Assignment =>
What lines in the data below mention the string "tokens"? Copy them out.

* * * *

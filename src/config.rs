use clap::{Args, Parser, ValueEnum};
use ipnetwork::IpNetwork;

#[derive(Clone, Debug, Parser)]
#[command(version, about, long_about = None)]
pub struct Config {
    #[command(flatten)]
    pub database: DatabaseConfig,

    #[command(flatten)]
    pub server: ServerConfig,

    #[command(flatten)]
    pub auth: AuthConfig,

    #[command(flatten)]
    pub rate_limit: RateLimitConfig,

    #[command(flatten)]
    pub telemetry: TelemetryConfig,
}

#[derive(Clone, Copy, Debug, Default, PartialEq, Eq, ValueEnum)]
pub enum StorageBackend {
    #[default]
    Postgres,
    /// Process-local stores; state is lost on restart
    Memory,
}

#[derive(Clone, Debug, Args)]
pub struct DatabaseConfig {
    /// Which storage backend holds users, refresh tokens and the used-token ledger
    #[arg(long = "storage", env = "TOKENVAULT_STORAGE", value_enum, default_value_t = StorageBackend::Postgres)]
    pub backend: StorageBackend,

    /// Database connection URL (required for the postgres backend)
    #[arg(long = "database-url", env = "TOKENVAULT_DATABASE_URL")]
    pub url: Option<String>,

    #[arg(long, env = "TOKENVAULT_DB_MAX_CONNECTIONS", default_value_t = 20)]
    pub max_connections: u32,

    #[arg(long, env = "TOKENVAULT_DB_MIN_CONNECTIONS", default_value_t = 2)]
    pub min_connections: u32,

    #[arg(long, env = "TOKENVAULT_DB_ACQUIRE_TIMEOUT_SECS", default_value_t = 5)]
    pub acquire_timeout_secs: u64,

    #[arg(long, env = "TOKENVAULT_DB_IDLE_TIMEOUT_SECS", default_value_t = 600)]
    pub idle_timeout_secs: u64,

    #[arg(long, env = "TOKENVAULT_DB_MAX_LIFETIME_SECS", default_value_t = 1800)]
    pub max_lifetime_secs: u64,
}

#[derive(Clone, Copy, Debug, Default, PartialEq, Eq, ValueEnum)]
pub enum Environment {
    #[default]
    Development,
    Production,
}

#[derive(Clone, Debug, Args)]
pub struct ServerConfig {
    /// Host to listen on
    #[arg(long, env = "TOKENVAULT_HOST", default_value = "0.0.0.0")]
    pub host: String,

    /// Port to listen on
    #[arg(long, env = "TOKENVAULT_PORT", default_value_t = 3000)]
    pub port: u16,

    /// Port for the health check listener
    #[arg(long, env = "TOKENVAULT_MGMT_PORT", default_value_t = 9090)]
    pub mgmt_port: u16,

    /// Deployment environment; production marks the refresh cookie `Secure`
    #[arg(long, env = "TOKENVAULT_ENVIRONMENT", value_enum, default_value_t = Environment::Development)]
    pub environment: Environment,

    /// Seconds to wait for background tasks after the listeners stop
    #[arg(long, env = "TOKENVAULT_SHUTDOWN_TIMEOUT_SECS", default_value_t = 5)]
    pub shutdown_timeout_secs: u64,

    /// Comma-separated list of CIDRs to trust for X-Forwarded-For IP extraction
    #[arg(
        long,
        env = "TOKENVAULT_TRUSTED_PROXIES",
        default_value = "10.0.0.0/8,172.16.0.0/12,192.168.0.0/16,127.0.0.1/32",
        value_delimiter = ','
    )]
    pub trusted_proxies: Vec<IpNetwork>,
}

/// What the refresh flow does when the used-token ledger cannot be written.
#[derive(Clone, Copy, Debug, Default, PartialEq, Eq, ValueEnum)]
pub enum LedgerFailurePolicy {
    /// Log the failure and rotate anyway
    #[default]
    Continue,
    /// Fail the refresh with a storage error
    Abort,
}

#[derive(Clone, Debug, Args)]
pub struct AuthConfig {
    /// Secret key for JWT signing
    #[arg(long, env = "TOKENVAULT_JWT_SECRET")]
    pub jwt_secret: String,

    /// Access token time-to-live in seconds
    #[arg(
        long,
        env = "TOKENVAULT_ACCESS_TOKEN_TTL_SECS",
        default_value_t = 900,
        value_parser = clap::value_parser!(u64).range(1..=86_400)
    )]
    pub access_token_ttl_secs: u64,

    /// Refresh token time-to-live in days
    #[arg(
        long,
        env = "TOKENVAULT_REFRESH_TOKEN_TTL_DAYS",
        default_value_t = 7,
        value_parser = clap::value_parser!(i64).range(1..=365)
    )]
    pub refresh_token_ttl_days: i64,

    /// Behaviour when recording a consumed refresh token fails
    #[arg(long, env = "TOKENVAULT_LEDGER_FAILURE_POLICY", value_enum, default_value_t = LedgerFailurePolicy::Continue)]
    pub ledger_failure_policy: LedgerFailurePolicy,

    /// How often to purge expired refresh tokens and ledger entries (0 disables)
    #[arg(long, env = "TOKENVAULT_CLEANUP_INTERVAL_SECS", default_value_t = 3600)]
    pub cleanup_interval_secs: u64,
}

#[derive(Clone, Debug, Args)]
pub struct RateLimitConfig {
    /// Requests per second allowed for register/login
    #[arg(long, env = "TOKENVAULT_AUTH_RATE_LIMIT_PER_SECOND", default_value_t = 1)]
    pub auth_per_second: u32,

    /// Burst allowance for register/login
    #[arg(long, env = "TOKENVAULT_AUTH_RATE_LIMIT_BURST", default_value_t = 5)]
    pub auth_burst: u32,
}

#[derive(Clone, Copy, Debug, Default, PartialEq, Eq, ValueEnum)]
pub enum LogFormat {
    #[default]
    Text,
    Json,
}

#[derive(Clone, Debug, Args)]
pub struct TelemetryConfig {
    /// Log output format
    #[arg(long, env = "TOKENVAULT_LOG_FORMAT", value_enum, default_value_t = LogFormat::Text)]
    pub log_format: LogFormat,

    /// OTLP gRPC endpoint for traces and metrics; exporting is disabled when unset
    #[arg(long, env = "TOKENVAULT_OTLP_ENDPOINT")]
    pub otlp_endpoint: Option<String>,
}

impl Config {
    #[must_use]
    pub fn load() -> Self {
        Self::parse()
    }
}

* * * *

Result of this exercise =>
    /// Which storage backend holds users, refresh tokens and the used-token ledger
    /// How often to purge expired refresh tokens and ledger entries (0 disables)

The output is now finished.